In June 2021, a bill permitting the state to pursue securitized financing of extraordinary expenses, such as fuel costs, financing costs and other operational costs incurred by utilities during Winter Storm Uri, was signed into law by the Texas governor. This bill gives the RRC the authority to approve amounts to be recovered from the issuance of ratepayer-backed securitized bonds by the TPFA. Pursuant to this legislation and a June 17, 2021 RRC Notice to Gas Utilities, Texas Gas Service submitted an application to the RRC on July 30, 2021, for an order authorizing the amount of extraordinary costs for recovery and other such specifications necessary for the issuance of securitized bonds.

In October 2021, Texas Gas Service, the other natural gas utilities in Texas participating in the securitization process, the staff of the RRC and all intervenors filed a unanimous settlement agreement with the RRC. The settlement agreement provides that all costs to purchase natural gas during Winter Storm Uri by Texas Gas Service were reasonable, necessary and prudently incurred. Texas Gas Service agreed to reduce its regulatory asset amount to be securitized by the amount of extraordinary costs attributable to the West Texas service area, which will be recovered through a separate surcharge over a three-year period. The unanimous settlement agreement was approved by the RRC in November 2021.

On February 8, 2022, the RRC issued a single financing order for Texas Gas Service and other natural gas utilities in Texas participating in the securitization process, which included a determination that the approved costs will be collected from customers over a period of not more than 30 years. The TPFA formed the Texas Natural Gas Securitization Finance Corporation, a new independent public authority, for purposes of issuing the securitized bonds and has begun the process to issue the securitized bonds. At December 31, 2021, Texas Gas Service has deferred approximately $256.6 million in extraordinary costs associated with Winter Storm Uri, which includes $59.5 million attributable to the West Texas service area. Pursuant to the approved settlement order, Texas Gas Service began collecting the extraordinary costs, including carrying costs, associated with Winter Storm Uri attributable to the West Texas service area from those customers in January 2022.

76


We intend to use the proceeds of these securitized bonds to satisfy our senior notes coming due in March 2023.

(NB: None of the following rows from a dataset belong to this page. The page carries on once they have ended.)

//! Chain synchronization: the initial reserve snapshot, then `Sync` events polled
//! and reconciled into the pool store.

/// Chain access seam and raw log type
pub mod chain;
/// Block-range log polling with a persistent cursor
pub mod poller;
/// Event ordering and reserve decoding
pub mod reconciler;
/// Rate-limited bulk reserve loading
pub mod snapshot;

pub use chain::{ChainClient, RawLog};
pub use poller::LogPoller;
pub use snapshot::SnapshotFetcher;
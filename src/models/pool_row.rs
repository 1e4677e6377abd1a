use alloy::primitives::U256;
use eyre::Result;
use serde::{Deserialize, Serialize};

use super::token::Decimals;
use crate::arb::pool::PoolRecord;
use crate::arb::types::{Exchange, OrderingKey, PoolId, TokenId};

/// One pool as stored on disk.
///
/// The same shape is used for the initial pool list, where reserves are still
/// unknown, and for the pool table rewritten after every update.
#[derive(Debug, Clone, PartialEq, Serialize, Deserialize)]
pub struct PoolRow {
    /// Pool contract
    pub pool: PoolId,
    /// The pair's token0
    pub token0: TokenId,
    /// The pair's token1
    pub token1: TokenId,
    /// Reserve of token0, absent until synced
    #[serde(default, skip_serializing_if = "Option::is_none")]
    pub reserve0: Option<U256>,
    /// Reserve of token1, absent until synced
    #[serde(default, skip_serializing_if = "Option::is_none")]
    pub reserve1: Option<U256>,
    /// Price of token1 in token0
    #[serde(default)]
    pub quote: f64,
    /// Exchange the pool belongs to
    pub exchange: Exchange,
    /// Block of the last applied state
    #[serde(default)]
    pub block_number: u64,
    /// Transaction index of the last applied state
    #[serde(default)]
    pub transaction_index: u64,
}

impl PoolRow {
    /// Turns the row into a store record, looking up both tokens' decimals. The quote
    /// is recomputed from the reserves rather than trusted from disk.
    ///
    /// # Errors
    /// * If either token has no decimals
    pub fn into_record(self, decimals: &Decimals) -> Result<PoolRecord> {
        let mut record = PoolRecord::new(
            self.pool,
            self.token0,
            self.token1,
            decimals.get(&self.token0)?,
            decimals.get(&self.token1)?,
            self.exchange,
        );
        if let (Some(reserve0), Some(reserve1)) = (self.reserve0, self.reserve1) {
            record.set_reserves(
                reserve0,
                reserve1,
                OrderingKey::new(self.block_number, self.transaction_index),
            );
        }
        Ok(record)
    }
}

impl From<&PoolRecord> for PoolRow {
    fn from(record: &PoolRecord) -> Self {
        let synced = record.last_seen > OrderingKey::default();
        Self {
            pool: record.id,
            token0: record.token_a,
            token1: record.token_b,
            reserve0: synced.then_some(record.reserve_a),
            reserve1: synced.then_some(record.reserve_b),
            quote: record.quote,
            exchange: record.exchange.clone(),
            block_number: record.last_seen.block_number,
            transaction_index: record.last_seen.transaction_index,
        }
    }
}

In accordance with these regulatory orders associated with the winter weather event, we have deferred approximately $2.0 billion in extraordinary costs for natural gas purchases, related financing and carrying costs and other operational costs, which includes $1.3 billion of costs attributable to Oklahoma Natural Gas customers, $388.3 million of costs attributable to Kansas Gas Service customers and $256.6 million of costs attributable to Texas Gas Service customers, including $59.5 million attributable to the West Texas service area that will be recovered over a three year period beginning January 1, 2022. The amounts deferred at December 31, 2021, include invoiced costs for natural gas purchases that have not been paid as we work with our suppliers to resolve discrepancies in invoiced amounts. The amounts deferred may be adjusted as the differences are resolved. In addition, as a result of Winter Storm Uri, we were assessed penalties as a result of over- or under-deliveries of natural gas during periods that operational flow orders were imposed on us. Regarding Kansas Gas Service’s motion requesting a limited waiver of penalty provisions of its tariff, if the nonunanimous settlement agreement filed with the KCC is approved, we anticipate assessing penalties on the marketers and individually-balanced transport customers we serve or their agents. Amounts recorded reflect management’s best estimate of the amounts we may pay or receive and may be adjusted in future periods as the disposition of such penalties is determined. As these amounts are related to the extraordinary gas purchase costs associated with Winter Storm Uri, which are deferred, future adjustments to the amounts we have deferred are not expected to have a material impact on earnings.

Other regulatory assets and liabilities - Purchased-gas costs represent the natural gas costs that have been over- or under- recovered from customers through the purchased-gas cost adjustment mechanisms, and includes natural gas utilized in our operations and premiums paid and any cash settlements received from our purchased natural gas call options.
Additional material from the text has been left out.